LOS JUEGOS (TRÁGICOS) DEL AMOR
Si en Asesinato en el Orient Express Kenneth Branagh se apropiaba de la estructura de misterio y suspenso creada originalmente por Agatha Christie para crear un relato centrado en la moralidad alrededor de las decisiones que consideramos ilegales y criminales, Muerte en el Nilo es casi la continuación lógica de esa operación. Si en la primera película veíamos cómo la escala de valores de Hércules Poirot era puesta en crisis por los sucesos que iba descubriendo, en este nuevo film contemplamos cómo el caso interpela su propio pasado a un nivel íntimo y personal.

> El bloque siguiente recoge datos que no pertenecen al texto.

/*!

The plaintext `(id, username, password)` triple held in the secret store.

 */

/// A credential as held by the secret store: an identity id paired with
/// a username and password. The password may be empty.
#[derive(Debug, Clone, PartialEq, Eq, Default)]
pub struct Credentials {
    pub id: u32,
    pub username: String,
    pub password: String,
}

impl Credentials {
    pub fn new(id: u32, username: impl Into<String>, password: impl Into<String>) -> Self {
        Credentials {
            id,
            username: username.into(),
            password: password.into(),
        }
    }
}
//! Error types for plunger-core

use crate::{FieldRef, NodeId, OutputKey, SwitchId};
use thiserror::Error;

/// Core error type
///
/// Contract breaches inside the core (mutating an ended node, attaching a node
/// twice, duplicate exclusive priorities) are programming errors and panic
/// instead of returning one of these.
#[derive(Error, Debug)]
pub enum Error {
    #[error("Field not declared: {0}")]
    UndeclaredField(FieldRef),

    #[error("Type error on {field}: expected {expected}, got {got}")]
    TypeError {
        field: FieldRef,
        expected: String,
        got: String,
    },

    #[error("Index {index} out of range for {field} (len {len})")]
    IndexOutOfRange {
        field: FieldRef,
        index: usize,
        len: usize,
    },

    #[error("Unknown switch: {0}")]
    UnknownSwitch(SwitchId),

    #[error("Unknown actuator: {0}")]
    UnknownActuator(OutputKey),

    #[error("Unknown node: {0}")]
    UnknownNode(NodeId),

    #[error("Clock is not in virtual mode")]
    NotVirtual,

    #[error("Cannot move the clock backwards from {now} to {target}")]
    TimeTravel { now: u64, target: u64 },

    #[error("Task limit of {0} pending tasks reached")]
    TooManyTasks(usize),

    #[error("Wait cancelled: {0}")]
    Cancelled(String),

    #[error("Machine is busy or dropped")]
    MachineUnavailable,

    #[error("Handler failed: {0}")]
    Handler(String),

    #[error("Config error: {0}")]
    Config(String),

    #[error("IO error: {0}")]
    Io(#[from] std::io::Error),
}

/// Result type alias
pub type Result<T> = std::result::Result<T, Error>;
//! Test helpers
//!
//! `Recorder` captures every event a runtime publishes so tests can assert on
//! what happened, in order.

use crate::bus::Flow;
use crate::event::{Event, EventKind};
use crate::runtime::Runtime;
use crate::{FieldRef, NodeId, ObjectId, OutputKey, Value};
use std::cell::RefCell;
use std::rc::Rc;

/// Bus listener that keeps a copy of every event
#[derive(Clone, Default)]
pub struct Recorder {
    events: Rc<RefCell<Vec<Event>>>,
}

impl Recorder {
    /// Subscribe to the runtime's bus; sees events published from now on
    pub fn attach(runtime: &Runtime) -> Self {
        let recorder = Self::default();
        let sink = recorder.events.clone();
        runtime.machine.borrow_mut().subscribe(
            |_| true,
            move |_, event| {
                sink.borrow_mut().push(event.clone());
                Ok(Flow::Keep)
            },
        );
        recorder
    }

    pub fn events(&self) -> Vec<Event> {
        self.events.borrow().clone()
    }

    pub fn len(&self) -> usize {
        self.events.borrow().len()
    }

    pub fn is_empty(&self) -> bool {
        self.events.borrow().is_empty()
    }

    pub fn clear(&self) {
        self.events.borrow_mut().clear();
    }

    /// Events accepted by `predicate`
    pub fn matching(&self, predicate: impl Fn(&Event) -> bool) -> Vec<Event> {
        self.events
            .borrow()
            .iter()
            .filter(|e| predicate(e))
            .cloned()
            .collect()
    }

    /// `(field, new, old)` for every state change except the clock's
    pub fn state_changes(&self) -> Vec<(FieldRef, Value, Value)> {
        self.events
            .borrow()
            .iter()
            .filter_map(|e| match &e.kind {
                EventKind::StateChanged { field, value, old } if field.object != ObjectId::Clock => {
                    Some((field.clone(), value.clone(), old.clone()))
                }
                _ => None,
            })
            .collect()
    }

    /// Successive resolved values of `key` over `node`
    pub fn output_changes(&self, node: NodeId, key: &OutputKey) -> Vec<Option<Value>> {
        self.events
            .borrow()
            .iter()
            .filter_map(|e| match &e.kind {
                EventKind::OutputChanged {
                    node: n,
                    key: k,
                    value,
                    ..
                } if *n == node && k == key => Some(value.clone()),
                _ => None,
            })
            .collect()
    }
}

Ese vínculo con la historia previa -y oculta tras su gigantesco e inverosímil bigote- de Poirot ya queda claro desde la primera secuencia, una especie de prólogo situado durante la Primera Guerra Mundial, cuando el protagonista todavía no era el famoso detective, sino apenas un joven soldado tratando de sobrevivir a fuerza de momentos de astucia. Luego nos vamos adentrando en el conflicto central, una historia amores, traiciones y celos que arranca en un bar de Londres y sigue al borde de las pirámides de Egipto. Y que termina de explotar durante un crucero en las aguas del Nilo, en el que una pareja de recién casados (Armie Hammer y Gal Gadot) ha armado una fiesta para celebrar su luna de miel, pero también para huir del acoso de una mujer despechada (Emma Mackey). Lo que empieza con el asesinato de una joven heredera de una gran fortuna, continúa con una serie de crímenes y Poirot deberá emprender una carrera contra el tiempo para encontrar al homicida, que se revela como más elusivo de lo esperado.
Si Muerte en el Nilo es un relato de investigación, también incorpora en ese ensamblaje la observación, con el punto de vista de Poirot compenetrándose en buena medida con el del espectador. Desde ahí es que el film se convierte en un retrato coral donde confluyen unas cuantas subtramas con un eje en común: el amor frente a diversos obstáculos, entre ellos, los mismos sentimientos amorosos. Y eso incluye al mismo Poirot, que ha sabido construir un muro contra los sentimientos donde los cimientos son su notoria soledad y su indudable profesionalismo, pero también su introversión y su resistencia a establecer vínculos que lo desestabilicen. Es ese componente dramático el que finalmente le interesa más a Branagh, y por eso quizás se toma un tiempo considerable para presentar y desarrollar a los personajes y sus conflictos con los demás y consigo mismos.
Si por momentos hay un intento un tanto forzado de introducir la agenda del presente en un relato situado antes de la Segunda Guerra Mundial, además de algunos diálogos y monólogos que redundan en explicaciones, también hay que decir que Branagh sabe cuándo poner distancia y evidenciar el artificio melodramático, otorgando mayor ligereza cuando todo amenaza con ponerse demasiado solemne. En Muerte en el Nilo, queda ratificado que el realizador y protagonista se siente cómodo con el material a su disposición, que entiende ciertas demandas del público adulto contemporáneo, pero que también conoce algunas herramientas del cine clásico -e incluso de la propia literatura de Christie- a las cuales se aferra con convicción. Eso le permite jugar con diferentes tonalidades de lo romántico, pasando de lo trágico a lo lúdico, de lo sexual a lo púdico, con transiciones sustentadas en observaciones puntuales de Poirot. Y, al mismo tiempo, hilvanar un nuevo conflicto ético y afectivo para el famoso detective, al que le encuentra nuevas capas de interés, sin dejar de usar su iconicidad a su favor. Al fin y al cabo, quizás ese sea el objetivo final de la revisión de Poirot por parte de Branagh: revisitar, desplegar y exhibir a ese ícono del trabajo detectivesco, pero también encontrarle nuevos rasgos de humanidad, aunque eso implique que la labor deductiva quede en un segundo plano.